Abdulbaki Gölpınarlı
Biz onlara, kendinizi öldürün, yahut ülkenizden çıkın diye emretseydik, bunu onlara farz etmiş olsaydık ancak içlerinden pek azı bunu yapardı. Halbuki kendilerine verilen öğüdü tutsalar, deneni yapsalardı bu, hem onlara daha hayırlı olurdu, hem de inançlarını kökleştirirdi.

Adem Uğur
Eğer onlara, kendinizi öldürün yahut yurtlarınızdan çıkın, diye emretmiş olsaydık, içlerinden pek azı müstesna, bunu yapmazlardı. Eğer kendilerine verilen öğüdü yerine getirselerdi, onlar için hem daha hayırlı hem de (imanlarını) daha pekiştirici olurdu.

Ali Bulaç
Eğer gerçekten biz, onlara: "Kendinizi öldürün ya da yurtlarınızdan çıkın" diye yazmış olsaydık, onlardan az bir bölümü dışında, bunu yapmazlardı. Onlar, kendilerine verilen öğüdü yerine getirselerdi, bu şüphesiz onlar için hayırlı ve daha sağlam olurdu.

Bekir Sadak
sayet onlara «Kendinizi oldurun» yahut «Memleketinizden cikin» diye emretmis olsaydik, pek azindan baskalari bunu yapmazlardi.

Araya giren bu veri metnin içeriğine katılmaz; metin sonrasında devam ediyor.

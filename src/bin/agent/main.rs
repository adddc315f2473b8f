mod face;

use anyhow::{Context, Result, anyhow};
use clap::Parser;
use dotenvy::dotenv;
use face::AgentEvent;
use std::path::PathBuf;
use std::time::Duration;
use tokio::sync::broadcast;
use tracing::{error, info, warn};
use tracing_subscriber::layer::SubscriberExt;
use tracing_subscriber::util::SubscriberInitExt;

use weblinx_live::brain::{ActionGenerator, GenerationClient};
use weblinx_live::hands::{Browser, ChromeBrowser};
use weblinx_live::retrieval::{RetrievalClient, SimilarityScorer};
use weblinx_live::{Agent, Config, HarnessError, Session, TurnInput, TurnOutcome};

/// Chat with a web navigation model while it drives Chrome, and record the
/// session as a replayable demonstration.
#[derive(Parser, Debug)]
#[command(author, version, about)]
struct Args {
    /// Where pages, bboxes, the replay log and screenshots are written
    #[arg(long, default_value = "./live_data")]
    data_dir: PathBuf,

    #[arg(long, default_value_t = 1600)]
    viewport_width: u32,

    #[arg(long, default_value_t = 900)]
    viewport_height: u32,

    /// Pause after every browser action, in milliseconds
    #[arg(long, default_value_t = 3000)]
    settle_ms: u64,

    /// Candidates shown to the model per turn
    #[arg(long, default_value_t = 10)]
    num_candidates: usize,

    #[arg(long, default_value_t = 256)]
    max_new_tokens: u32,

    #[arg(long, default_value_t = 2)]
    pad_token_id: u32,

    #[arg(long, default_value_t = 12_000)]
    max_prompt_chars: usize,

    /// Show the Chrome window
    #[arg(long)]
    headed: bool,

    /// Used when RUST_LOG is not set
    #[arg(long, default_value = "info")]
    log_level: String,
}

impl Args {
    fn apply(&self, config: Config) -> Config {
        Config {
            viewport_width: self.viewport_width,
            viewport_height: self.viewport_height,
            settle_delay: Duration::from_millis(self.settle_ms),
            num_candidates: self.num_candidates,
            max_new_tokens: self.max_new_tokens,
            pad_token_id: self.pad_token_id,
            max_prompt_chars: self.max_prompt_chars,
            headless: !self.headed,
            ..config
        }
        .with_data_dir(&self.data_dir)
    }
}

fn init_logging(level: &str) -> Result<()> {
    let level: tracing::Level = level.parse().context("invalid log level")?;
    tracing_subscriber::registry()
        .with(
            tracing_subscriber::EnvFilter::try_from_default_env()
                .unwrap_or_else(|_| tracing_subscriber::EnvFilter::new(level.to_string())),
        )
        .with(tracing_subscriber::fmt::layer())
        .init();
    Ok(())
}

#[tokio::main]
async fn main() -> Result<()> {
    dotenv().ok();
    let args = Args::parse();
    init_logging(&args.log_level)?;

    let config = args.apply(Config::from_env()?);

    // UI first, so the user sees something while Chrome starts.
    let (mut cmd_rx, events) = face::start_server(config.screenshot_path()).await?;

    let launch_config = config.clone();
    let browser = tokio::task::spawn_blocking(move || ChromeBrowser::launch(&launch_config))
        .await
        .map_err(|e| anyhow!("browser launch panicked: {e}"))??;

    let scorer = RetrievalClient::new(&config.retrieval_url, config.api_token.clone());
    let generator = GenerationClient::new(&config.generation_url, config.api_token.clone())
        .with_limits(config.max_new_tokens, config.pad_token_id);
    let session = Session::init(config, browser)?;
    let mut agent = Agent::new(session, scorer, generator);

    info!("waiting for instructions");
    let _ = events.send(AgentEvent::Ready);

    while let Some(message) = cmd_rx.recv().await {
        if !run_turn(&mut agent, &message, &events).await? {
            break;
        }
    }

    info!("agent stopped");
    Ok(())
}

/// Handles one chat message. Returns `false` once the session is over.
async fn run_turn<B, S, G>(
    agent: &mut Agent<B, S, G>,
    message: &str,
    events: &broadcast::Sender<AgentEvent>,
) -> Result<bool>
where
    B: Browser,
    S: SimilarityScorer,
    G: ActionGenerator,
{
    let input = TurnInput::from_chat(message);
    let _ = events.send(AgentEvent::User {
        text: message.trim().to_string(),
    });
    if input != TurnInput::Quit {
        let _ = events.send(AgentEvent::Thinking);
    }

    match agent.handle(input).await {
        Ok(TurnOutcome::Acted { outcome, .. }) => {
            let _ = events.send(AgentEvent::Assistant {
                text: outcome.message,
            });
            if let Some(page) = outcome.snapshot {
                let _ = events.send(AgentEvent::Screenshot { page });
            }
            let _ = events.send(AgentEvent::Ready);
            Ok(true)
        }
        Ok(TurnOutcome::Closed) | Err(HarnessError::SessionClosed) => {
            let _ = events.send(AgentEvent::Closed);
            Ok(false)
        }
        Err(e) if e.is_fatal() => {
            error!(error = %e, "stopping on fatal error");
            let _ = events.send(AgentEvent::TurnError {
                message: e.to_string(),
            });
            Err(e.into())
        }
        Err(e) => {
            warn!(error = %e, "turn failed");
            let _ = events.send(AgentEvent::TurnError {
                message: e.to_string(),
            });
            let _ = events.send(AgentEvent::Ready);
            Ok(true)
        }
    }
}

Kendilerine verilen ogudu yerine getirmis olsalardi onlar icin daha iyi ve daha saglam olurdu.

Fizilal-il Kuran
Eğer onlara «canlarınızı feda ediniz» ya da «yurtlarınızdan çıkınız» diye emretmiş olsaydık, pek azı dışında, bunları yapamazlardı. Oysa eğer onlar kendilerine verilen öğütleri tutsalardı, bu haklarında hayırlı ve güvenceli bir tutum olurdu.

Gültekin Onan
Eğer gerçekten biz, onlara: "Kendinizi öldürün ya da yurtlarınızdan çıkın" diye yazmış olsaydık, onlardan az bir bölümü dışında, bunu yapmazlardı. Onlar, kendilerine verilen öğüdü yerine getirselerdi, bu şüphesiz onlar için hayırlı ve daha sağlam olurdu.

Muhammed Esed
Fakat biz onlara "Hayatlarınızı feda edin!" yahut "Yurtlarınızı terk edin!" diye emretmiş olsaydık, çok azı bunu yapardı. Oysa, tavsiye edilen şeyi yapmış olsalardı, bu, kesinlikle onların yararına olurdu ve onları (imanlarında) daha güçlü kılardı,

Şaban Piriş
Eğer gerçekten biz, onlara, “nefislerinizin hakkından gelin veya yurtlarınızdan çıkın.” diye yazmış olsaydık, onlardan çok azı hariç bunu yapmazlardı. Onlar kendilerine verilen öğüdü yerine getirselerdi, bu onlar için daha hayırlı ve daha sağlam olurdu.

Tefhim-ul Kuran
Eğer gerçekten biz, onlara: «Kendinizi öldürün ya da yurtlarınızdan çıkın» diye yazmış olsaydık, onlardan az bir bölümü dışında, bunu yapmazlardı. Onlar, kendilerine verilen öğüdü yerine getirselerdi, bu şüphesiz onlar için hayırlı ve daha sağlam olurdu.

Ümit Şimşek
Biz onlara 'Canınızı verin' yahut 'Yurdunuzu terk edin' diyecek olsak, içlerinden pek azı bunu yapardı. Eğer onlar kendilerine verilen öğütü yerine getirmiş olsalardı, elbette bu haklarında daha hayırlı olurdu ve azim ve sebatları ziyadeleşirdi

Süleyman Ateş
Eğer onlara: "Kendinizi öldürün, ya da yurtlarınızdan çıkın!" diye yazmış olsaydık, içlerinden pek azı hariç, bunu yapmazlardı. Ama kendilerine öğütleneni yapsalardı, elbette kendileri için daha iyi ve daha sağlam olurdu.

Yaşar Nuri Öztürk
Eğer onlar üzerine, "Kendinizi öldürün yahut yurtlarınızdan çıkın!" diye yazmış olsaydık, içlerinden pek azı hariç, bunu yapmazlardı. Ama onlar kendilerine öğütleneni yapsalardı, onlar için hem daha hayırlı olurdu hem de ömürlü olmaları bakımından daha yarayışlı.

Edip Yüksel
'Canınızı adayın' yahut 'Yurtlarınızdan çıkın,' diye emretmiş olsaydık, pek azı hariç bunu yapmazlardı. Kendilerine öğütleneni uygulasalardı onlar için daha iyi ve daha sağlam olurdu.